As an Asian American, I learned at a young age to suppress my emotions. Whatever I felt did not matter in the bigger context of what my family was doing in order for us to survive in America. I internalized that crying was always weak, and outwardly showing any negative feelings should not happen. In other words, being stoic was expected and celebrated, and if any emotions were shown (by accident), they could only be positive (read: internalized toxic positivity). The silencing of emotions was a generational cycle that I learned, and for a long time, perpetuated within myself and the people around me.
Dr. Jenny Tzu-Mei Wang (@asiansformentalhealth) reminded me that “emotional stoicism in Asian culture is not a deficit or a shortcoming. It was a protective mechanism against the brutality of poverty, colonization, trauma, and dire life circumstances that our parents and ancestors only hoped to survive.” While I still have moments now where I withdraw into emotional stoicism as a protective mechanism, I constantly try to remind myself that I do not need to retreat into this mode of cold silencing of my own voice, feelings, and thoughts.

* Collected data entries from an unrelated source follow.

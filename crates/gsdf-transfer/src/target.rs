//! GSDF target response for a display.
//!
//! A display calibrated to the GSDF spreads its luminance range evenly in
//! JND space across its digital driving levels (DDLs). For a display with
//! range `[l_min, l_max]` and `n`-bit driving levels:
//!
//! ```text
//! j_min = jnd_index(l_min)
//! j_max = jnd_index(l_max)
//! j(p)  = j_min + p / (2^n - 1) * (j_max - j_min)
//! L(p)  = luminance(j(p))
//! ```
//!
//! The end levels reproduce `l_min` and `l_max` up to the GSDF round-trip
//! error. The per-step contrast response `2 (L1 - L0) / (L1 + L0)` is what
//! display conformance checks compare measurements against.
//!
//! # Usage
//!
//! ```rust
//! use gsdf_transfer::target::DisplayRange;
//!
//! let display = DisplayRange::new(0.5, 400.0).unwrap();
//! let target = display.target(8).unwrap();
//! assert_eq!(target.levels.len(), 256);
//! assert!(target.jnds_per_step() > 2.0);
//! ```

use crate::dicom_gsdf::{jnd_index, luminance};
use crate::{TransferError, TransferResult};
use gsdf_core::Elementwise;
use tracing::debug;

/// Largest supported driving-level bit depth.
pub const MAX_DDL_BITS: u32 = 16;

/// Luminance range of a display in cd/m2.
#[derive(Debug, Clone, Copy, PartialEq)]
pub struct DisplayRange {
    l_min: f64,
    l_max: f64,
}

/// One driving level of a target response.
#[derive(Debug, Clone, Copy, PartialEq)]
pub struct TargetLevel {
    /// Digital driving level, `0..2^bits`
    pub ddl: u32,
    /// Fractional JND index
    pub jnd: f64,
    /// Target luminance in cd/m2
    pub luminance: f64,
}

/// GSDF target luminance for every driving level of a display.
#[derive(Debug, Clone, PartialEq)]
pub struct TargetResponse {
    /// Driving level bit depth
    pub bits: u32,
    /// Levels in ascending DDL order
    pub levels: Vec<TargetLevel>,
}

impl DisplayRange {
    /// Creates a range, rejecting non-finite, non-positive or empty ranges.
    ///
    /// # Errors
    ///
    /// Returns [`TransferError::InvalidRange`] unless
    /// `0 < l_min < l_max < inf`.
    pub fn new(l_min: f64, l_max: f64) -> TransferResult<Self> {
        let valid = l_min.is_finite() && l_max.is_finite() && l_min > 0.0 && l_min < l_max;
        if !valid {
            return Err(TransferError::InvalidRange {
                min: l_min,
                max: l_max,
            });
        }
        Ok(Self { l_min, l_max })
    }

    /// Minimum luminance.
    #[inline]
    pub fn l_min(&self) -> f64 {
        self.l_min
    }

    /// Maximum luminance.
    #[inline]
    pub fn l_max(&self) -> f64 {
        self.l_max
    }

    /// JND indices of the range ends.
    pub fn jnd_span(&self) -> (f64, f64) {
        (jnd_index(self.l_min), jnd_index(self.l_max))
    }

    /// Computes the target response for `bits`-bit driving levels.
    ///
    /// # Errors
    ///
    /// Returns [`TransferError::InvalidBitDepth`] unless `1 <= bits <= 16`.
    pub fn target(&self, bits: u32) -> TransferResult<TargetResponse> {
        if !(1..=MAX_DDL_BITS).contains(&bits) {
            return Err(TransferError::InvalidBitDepth(bits));
        }

        let max_ddl = (1u32 << bits) - 1;
        let (j_min, j_max) = self.jnd_span();
        let step = (j_max - j_min) / max_ddl as f64;
        debug!(bits, j_min, j_max, step, "computing GSDF target");

        let jnds: Vec<f64> = (0..=max_ddl).map(|p| j_min + p as f64 * step).collect();
        let lums = (&jnds).map_elements(luminance);

        let levels = jnds
            .into_iter()
            .zip(lums)
            .zip(0..=max_ddl)
            .map(|((jnd, luminance), ddl)| TargetLevel {
                ddl,
                jnd,
                luminance,
            })
            .collect();

        Ok(TargetResponse { bits, levels })
    }
}

impl TargetResponse {
    /// JNDs spanned by one driving level step.
    pub fn jnds_per_step(&self) -> f64 {
        match (self.levels.first(), self.levels.last()) {
            (Some(first), Some(last)) if self.levels.len() > 1 => {
                (last.jnd - first.jnd) / (self.levels.len() - 1) as f64
            }
            _ => 0.0,
        }
    }

    /// Target luminances in DDL order.
    pub fn luminances(&self) -> Vec<f64> {
        self.levels.iter().map(|l| l.luminance).collect()
    }

    /// Contrast response `2 (L1 - L0) / (L1 + L0)` of each step.
    ///
    /// Has one entry fewer than there are levels.
    pub fn contrast_response(&self) -> Vec<f64> {
        self.levels
            .windows(2)
            .map(|w| {
                let (l0, l1) = (w[0].luminance, w[1].luminance);
                2.0 * (l1 - l0) / (l1 + l0)
            })
            .collect()
    }
}
//! Integer code depths.
//!
//! Quantized code values live in `[0, 2^bits - 1]`. The GSDF uses the
//! 10-bit convention (JND indices up to 1023); other depths are provided
//! for display driving levels.
//!
//! # Usage
//!
//! ```rust
//! use gsdf_core::BitDepth;
//!
//! assert_eq!(BitDepth::U10.max_code(), 1023);
//! assert_eq!(BitDepth::from_bits(12), Some(BitDepth::U12));
//! ```

/// Bit depth of an unsigned integer code.
///
/// # Variants
///
/// - `U8` - 8-bit [0, 255]
/// - `U10` - 10-bit [0, 1023] (GSDF JND index)
/// - `U12` - 12-bit [0, 4095]
/// - `U16` - 16-bit [0, 65535]
#[derive(Debug, Clone, Copy, PartialEq, Eq, Hash, Default)]
pub enum BitDepth {
    /// 8-bit unsigned integer.
    U8,
    /// 10-bit unsigned integer.
    #[default]
    U10,
    /// 12-bit unsigned integer.
    U12,
    /// 16-bit unsigned integer.
    U16,
}

impl BitDepth {
    /// Number of bits per code.
    #[inline]
    pub const fn bits(&self) -> u32 {
        match self {
            Self::U8 => 8,
            Self::U10 => 10,
            Self::U12 => 12,
            Self::U16 => 16,
        }
    }

    /// Largest code value, `2^bits - 1`.
    #[inline]
    pub const fn max_code(&self) -> u32 {
        (1u32 << self.bits()) - 1
    }

    /// Looks up a depth by bit count.
    pub const fn from_bits(bits: u32) -> Option<Self> {
        match bits {
            8 => Some(Self::U8),
            10 => Some(Self::U10),
            12 => Some(Self::U12),
            16 => Some(Self::U16),
            _ => None,
        }
    }
}

impl std::fmt::Display for BitDepth {
    fn fmt(&self, f: &mut std::fmt::Formatter<'_>) -> std::fmt::Result {
        write!(f, "{}-bit", self.bits())
    }
}

#[cfg(test)]
mod tests {
    use super::*;

    #[test]
    fn test_max_code() {
        assert_eq!(BitDepth::U8.max_code(), 255);
        assert_eq!(BitDepth::U10.max_code(), 1023);
        assert_eq!(BitDepth::U12.max_code(), 4095);
        assert_eq!(BitDepth::U16.max_code(), 65535);
    }

    #[test]
    fn test_from_bits() {
        assert_eq!(BitDepth::from_bits(10), Some(BitDepth::U10));
        assert_eq!(BitDepth::from_bits(9), None);
        for depth in [BitDepth::U8, BitDepth::U10, BitDepth::U12, BitDepth::U16] {
            assert_eq!(BitDepth::from_bits(depth.bits()), Some(depth));
        }
    }

    #[test]
    fn test_default_is_jnd_depth() {
        assert_eq!(BitDepth::default(), BitDepth::U10);
        assert_eq!(BitDepth::default().to_string(), "10-bit");
    }
}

As I continue to unlearn emotional suppression, I want to make sure that I make space for younger me, current me, and future me to simply FEEL. Simply allowing the feelings to exist, internally and externally, is a part of this unlearning. I did not and do not need anyone to “fix” my feelings, nor do I want to fix anyone else’s feelings. As suggested by @curious.parenting, “we just have to make room for them” — for our feelings.
This acknowledgment and existence of feelings also cannot be rooted in internalized toxic positivity, bringing me to this particular moment illustrated here. If I can allow the inner child within me to feel the rage, pain, and frustration of racism through forced assimilation, then I can also feel the combination of this hurt now as an adult. If I can allow the inner child within me to feel the rage, pain, and frustration of racism through forced assimilation, then I can continue to heal my inner child with my present self as an Asian American woman.
Our social emotional learning as educators, family members, and as people part of our global community must begin within ourselves. Social emotional learning must come with social emotional healing. It is my hope that you will resonate and find a space within yourself to feel and heal alongside my inner child in “We Are Golden”.